The Križna jama cave is one of the most beautiful tourist water caves in Slovenia. 22 emerald lakes are connected by an underground crystal-clear stream, within side passages ancient bones of cave bears can be seen, and by the number of specialised cave dwellers, the Križna jama cave ranks among the richest caves in the world.
It is also the seventh longest cave system in Slovenia. People have been visiting the cave ever since the Neolithic Era, but beforehand, its master was the now unfortunately extinct cave bear. Walking along the paths, used by cave bears for thousands of years, and paddling along the lakes in karst underground is an experience you will never forget.
The magical attraction of the Križna jama cave hides in its little lakes. Underground lakes that are up to 7 metres deep were formed behind sinter barriers. The latter emerged because calcareous sinter deposits faster on rapids than in slow waters.
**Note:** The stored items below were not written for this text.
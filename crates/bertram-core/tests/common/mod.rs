//! Common test utilities: a byte-level crash dump builder

#![allow(dead_code)]

pub const MAGIC_1: u32 = 0xDEAD_C0DE;
pub const MAGIC_2: u32 = 0xDEAD_CAFE;

pub const fn version(major: u32, minor: u32, micro: u32) -> u32
{
    (major << 16) | (minor << 8) | micro
}

/// Lays out a dump exactly as the Luma3DS handler writes it
///
/// Section sizes in the header default to the real section lengths and can be
/// overridden to produce corrupt dumps.
#[derive(Debug, Clone)]
pub struct DumpBuilder
{
    pub version: u32,
    pub processor: u32,
    pub core: u32,
    pub exception: u32,
    pub registers: Vec<u32>,
    pub code: Vec<u8>,
    pub stack: Vec<u8>,
    pub extra: Vec<u8>,
    pub declared_code_size: Option<u32>,
    pub declared_stack_size: Option<u32>,
    pub declared_extra_size: Option<u32>,
    pub trailing: Vec<u8>,
}

impl DumpBuilder
{
    /// ARM11 core 0 data abort with 23 zeroed registers
    pub fn new() -> Self
    {
        Self {
            version: version(1, 2, 0),
            processor: 11,
            core: 0,
            exception: 3,
            registers: vec![0; 23],
            code: Vec::new(),
            stack: Vec::new(),
            extra: Vec::new(),
            declared_code_size: None,
            declared_stack_size: None,
            declared_extra_size: None,
            trailing: Vec::new(),
        }
    }

    pub fn arm9(mut self) -> Self
    {
        self.processor = 9;
        self.registers = vec![0; 17];
        self
    }

    pub fn exception(mut self, code: u32) -> Self
    {
        self.exception = code;
        self
    }

    pub fn version(mut self, raw: u32) -> Self
    {
        self.version = raw;
        self
    }

    pub fn register(mut self, index: usize, value: u32) -> Self
    {
        self.registers[index] = value;
        self
    }

    pub fn registers(mut self, registers: Vec<u32>) -> Self
    {
        self.registers = registers;
        self
    }

    pub fn code(mut self, code: &[u8]) -> Self
    {
        self.code = code.to_vec();
        self
    }

    pub fn stack_words(mut self, words: &[u32]) -> Self
    {
        self.stack = words.iter().flat_map(|w| w.to_le_bytes()).collect();
        self
    }

    pub fn stack_bytes(mut self, bytes: &[u8]) -> Self
    {
        self.stack = bytes.to_vec();
        self
    }

    pub fn extra(mut self, extra: &[u8]) -> Self
    {
        self.extra = extra.to_vec();
        self
    }

    pub fn build(&self) -> Vec<u8>
    {
        let header = [
            MAGIC_1,
            MAGIC_2,
            self.version,
            self.processor | (self.core << 16),
            self.exception,
            0,
            (self.registers.len() * 4) as u32,
            self.declared_code_size.unwrap_or(self.code.len() as u32),
            self.declared_stack_size.unwrap_or(self.stack.len() as u32),
            self.declared_extra_size.unwrap_or(self.extra.len() as u32),
        ];

        let mut out: Vec<u8> = header.iter().flat_map(|w| w.to_le_bytes()).collect();
        out.extend(self.registers.iter().flat_map(|w| w.to_le_bytes()));
        out.extend_from_slice(&self.code);
        out.extend_from_slice(&self.stack);
        out.extend_from_slice(&self.extra);
        out.extend_from_slice(&self.trailing);
        out
    }
}
//! # Error Types
//!
//! Error handling for crash dump decoding and symbol table construction.
//!
//! We use `thiserror` to automatically generate `Error` trait implementations
//! and nice error messages.
//!
//! Only two operations in this crate can fail: decoding a dump
//! ([`DecodeError`]) and building a symbol table ([`SymbolError`]). Everything
//! downstream of a decoded dump (classification, stack scanning, solving)
//! reports missing information as explicit "unknown" values instead.

use thiserror::Error;

use crate::types::DumpVersion;

/// Why a byte buffer could not be decoded into a [`CrashDump`](crate::dump::CrashDump)
///
/// All of these are terminal for the buffer in question: decoding the same
/// bytes again cannot succeed, so callers should surface the variant to the
/// user rather than retry.
#[derive(Error, Debug, Clone, PartialEq, Eq)]
pub enum DecodeError
{
    /// The buffer does not start with the `0xDEADC0DE 0xDEADCAFE` sentinel pair
    ///
    /// `found` holds whatever was read instead. Buffers shorter than eight
    /// bytes report zeros for the missing words.
    #[error("Not a Luma3DS crash dump (magic {:08x} {:08x})", .found.0, .found.1)]
    BadMagic
    {
        /// The two words read at offsets 0 and 4.
        found: (u32, u32),
    },

    /// The dump was produced by a Luma3DS release older than we can parse
    #[error("Unsupported crash dump (version {found}, minimum supported {minimum})")]
    UnsupportedVersion
    {
        /// Version declared by the dump header.
        found: DumpVersion,
        /// Oldest version this decoder accepts.
        minimum: DumpVersion,
    },

    /// The exception type word is not one of FIQ, undefined instruction,
    /// prefetch abort or data abort
    #[error("Unknown exception type {0}")]
    BadExceptionType(u32),

    /// A declared section does not fit in the buffer
    ///
    /// The dump is rejected rather than returning a short section.
    #[error("Truncated crash dump: {section} needs {size} bytes at offset {offset:#x}, only {available} available")]
    TruncatedBuffer
    {
        /// Which part of the dump overran (`header`, `registers`, `code`, `stack`, `extra`).
        section: &'static str,
        /// Byte offset where the section starts.
        offset: usize,
        /// Declared size of the section in bytes.
        size: usize,
        /// Bytes actually left in the buffer at `offset`.
        available: usize,
    },
}

/// Why a symbol table could not be built
#[derive(Error, Debug, Clone, PartialEq, Eq)]
pub enum SymbolError
{
    /// The code segment bounds are inverted
    #[error("Invalid code bounds: start {start:#010x} is above end {end:#010x}")]
    InvalidBounds
    {
        /// Requested first code address.
        start: u32,
        /// Requested end of the code segment (exclusive).
        end: u32,
    },
}

/// Main error type for Bertram operations
///
/// Wraps the per-layer errors so front ends can use a single `?` chain.
#[derive(Error, Debug)]
pub enum BertramError
{
    /// The crash dump bytes could not be decoded
    #[error(transparent)]
    Decode(#[from] DecodeError),

    /// The symbol table could not be built
    #[error(transparent)]
    Symbols(#[from] SymbolError),

    /// I/O error (reading dump files, symbol files, etc.)
    #[error("IO error: {0}")]
    Io(#[from] std::io::Error),
}

/// Convenience type alias for `Result<T, BertramError>`
///
/// ```rust
/// use bertram_core::error::BertramResult;
/// fn foo() -> BertramResult<()>
/// {
///     Ok(())
/// }
/// ```
pub type BertramResult<T> = std::result::Result<T, BertramError>;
The entrance to the Križna jama cave is somewhere in the middle between the Bloke plateau, the Lož valley and the Cerknica plain. If we take the main passage, called Jezerski rov (Lake Passage), heading from the entrance in the direction of water flow, we get to Kalvarija, where the cave splits in two passages. One is called Blata (Mud) and the other Pisani rov (Coloured Passage).
Through these two passages, the water from the Bloke plateau streams from one lake to another, continues its way to the Nova Križna jama cave, which is closed for the visitors, and then surfaces as the Šterbrščica stream at the edge of the Cerknica plain.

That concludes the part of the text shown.